*Exercise directions*:
Say how many lines below contain the word "trim". The number is the entire reply.

*Source records*:
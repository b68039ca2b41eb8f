//! Exponential retry backoff.
//!
//! Delays come from a non-jittered `backon` exponential sequence. The
//! dispatcher persists each one as an entry's `next_attempt_at` instead of
//! sleeping on it, so a retry survives restarts.

use std::time::Duration;

use backon::{BackoffBuilder, ExponentialBuilder};

/// Past this many doublings every delay is at its cap.
const MAX_DOUBLINGS: usize = 31;

/// `base * 2^(attempt - 1)`, capped per priority class.
#[derive(Debug, Clone, Copy, PartialEq, Eq)]
pub struct BackoffPolicy {
    pub base: Duration,
    pub max: Duration,
    /// Cap for emergency entries, which never stop retrying.
    pub emergency_max: Duration,
}

impl Default for BackoffPolicy {
    fn default() -> Self {
        Self {
            base: Duration::from_secs(2),
            max: Duration::from_secs(5 * 60),
            emergency_max: Duration::from_secs(30),
        }
    }
}

impl BackoffPolicy {
    fn schedule(&self, cap: Duration) -> ExponentialBuilder {
        ExponentialBuilder::default()
            .with_min_delay(self.base.min(cap))
            .with_max_delay(cap)
            .with_factor(2.0)
            .with_max_times(MAX_DOUBLINGS + 1)
    }

    /// Delay before the next try after `attempt` failed attempts (1-based).
    pub fn delay(&self, attempt: u32, emergency: bool) -> Duration {
        let cap = if emergency { self.emergency_max } else { self.max };
        let step = usize::try_from(attempt.saturating_sub(1))
            .map_or(MAX_DOUBLINGS, |step| step.min(MAX_DOUBLINGS));
        self.schedule(cap).build().nth(step).unwrap_or(cap)
    }

    /// Absolute Unix-ms eligibility time for the next try.
    pub fn next_attempt_at(&self, now_ms: i64, attempt: u32, emergency: bool) -> i64 {
        let delay = i64::try_from(self.delay(attempt, emergency).as_millis()).unwrap_or(i64::MAX);
        now_ms.saturating_add(delay)
    }
}
//! Database layer for Telecare

mod connection;
mod meta_repository;
mod migrations;
mod queue_repository;
mod record_repository;

pub use connection::Database;
pub use meta_repository::{LibSqlMetaRepository, MetaRepository, SyncMeta};
pub use queue_repository::{LibSqlQueueRepository, QueueRepository};
pub use record_repository::{LibSqlRecordRepository, RecordFilter, RecordRepository, StatusCounts};
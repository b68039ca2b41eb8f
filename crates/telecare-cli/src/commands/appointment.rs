use telecare_core::models::{AppointmentPayload, AppointmentStatus};
use telecare_core::util::normalize_text_option;
use telecare_core::{RecordId, SyncSettings};

use crate::commands::common::{open_engine, parse_record_id};
use crate::error::CliError;

#[derive(Debug)]
pub struct Booking {
    pub patient_id: String,
    pub doctor_id: String,
    pub scheduled_at: String,
    pub reason: Option<String>,
    pub mode: Option<String>,
}

pub async fn run_book(booking: Booking, settings: &SyncSettings) -> Result<RecordId, CliError> {
    let appointment = AppointmentPayload {
        reason: normalize_text_option(booking.reason),
        consultation_mode: normalize_text_option(booking.mode),
        ..AppointmentPayload::new(
            booking.patient_id.trim(),
            booking.doctor_id.trim(),
            booking.scheduled_at.trim(),
        )
    };

    let engine = open_engine(settings).await?;
    let id = engine.book_appointment(appointment).await?;

    println!("{id}");
    Ok(id)
}

pub async fn run_set_status(
    id: &str,
    status: AppointmentStatus,
    settings: &SyncSettings,
) -> Result<(), CliError> {
    let id = parse_record_id(id)?;
    let engine = open_engine(settings).await?;
    engine.update_appointment_status(&id, status).await?;

    println!("{id} {status}");
    Ok(())
}
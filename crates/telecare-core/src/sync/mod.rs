//! Queue reconciliation with the remote service.

mod backoff;
mod dispatcher;
mod scheduler;
#[cfg(test)]
pub(crate) mod testing;
mod transport;

pub use backoff::BackoffPolicy;
pub use dispatcher::{DispatcherConfig, DrainOutcome, DrainReport, SyncDispatcher};
pub use scheduler::{spawn_sync_loop, SyncLoopHandle};
pub use transport::{
    HttpSyncTransport, SyncAck, SyncError, SyncRequest, SyncTransport, UnconfiguredTransport,
    IDEMPOTENCY_HEADER,
};
//! Time source used by the store and the sync dispatcher.
//!
//! All timestamps are Unix milliseconds. Tests drive a [`ManualClock`] so
//! retry backoff can be asserted without waiting on the wall clock.

use std::sync::atomic::{AtomicI64, Ordering};
use std::sync::Arc;
use std::time::Duration;

/// A source of the current time in Unix milliseconds.
pub trait Clock: Send + Sync {
    fn now_ms(&self) -> i64;
}

/// Wall-clock time via `chrono`.
#[derive(Debug, Clone, Copy, Default)]
pub struct SystemClock;

impl Clock for SystemClock {
    fn now_ms(&self) -> i64 {
        chrono::Utc::now().timestamp_millis()
    }
}

/// A clock that only moves when told to.
#[derive(Debug, Clone)]
pub struct ManualClock {
    now: Arc<AtomicI64>,
}

impl ManualClock {
    pub fn new(start_ms: i64) -> Self {
        Self {
            now: Arc::new(AtomicI64::new(start_ms)),
        }
    }

    pub fn advance(&self, by: Duration) {
        let by = i64::try_from(by.as_millis()).unwrap_or(i64::MAX);
        self.now.fetch_add(by, Ordering::SeqCst);
    }

    pub fn set(&self, now_ms: i64) {
        self.now.store(now_ms, Ordering::SeqCst);
    }
}

impl Clock for ManualClock {
    fn now_ms(&self) -> i64 {
        self.now.load(Ordering::SeqCst)
    }
}

/// Shared handle to a clock.
pub type SharedClock = Arc<dyn Clock>;
//! Data models for Telecare

mod payloads;
mod queue;
mod record;

pub use payloads::{
    AppointmentPayload, AppointmentStatus, EmergencyEventPayload, EmergencyStatus,
    HealthRecordPayload, Location, Medication, PatientPayload, PrescriptionPayload,
    RecordPayload, VoiceCommandLogPayload,
};
pub use queue::{Priority, QueueEntry, QueueId, SyncAction, SyncSummary};
pub use record::{Collection, Record, RecordId, SyncStatus};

*Answer to the exercise*:
3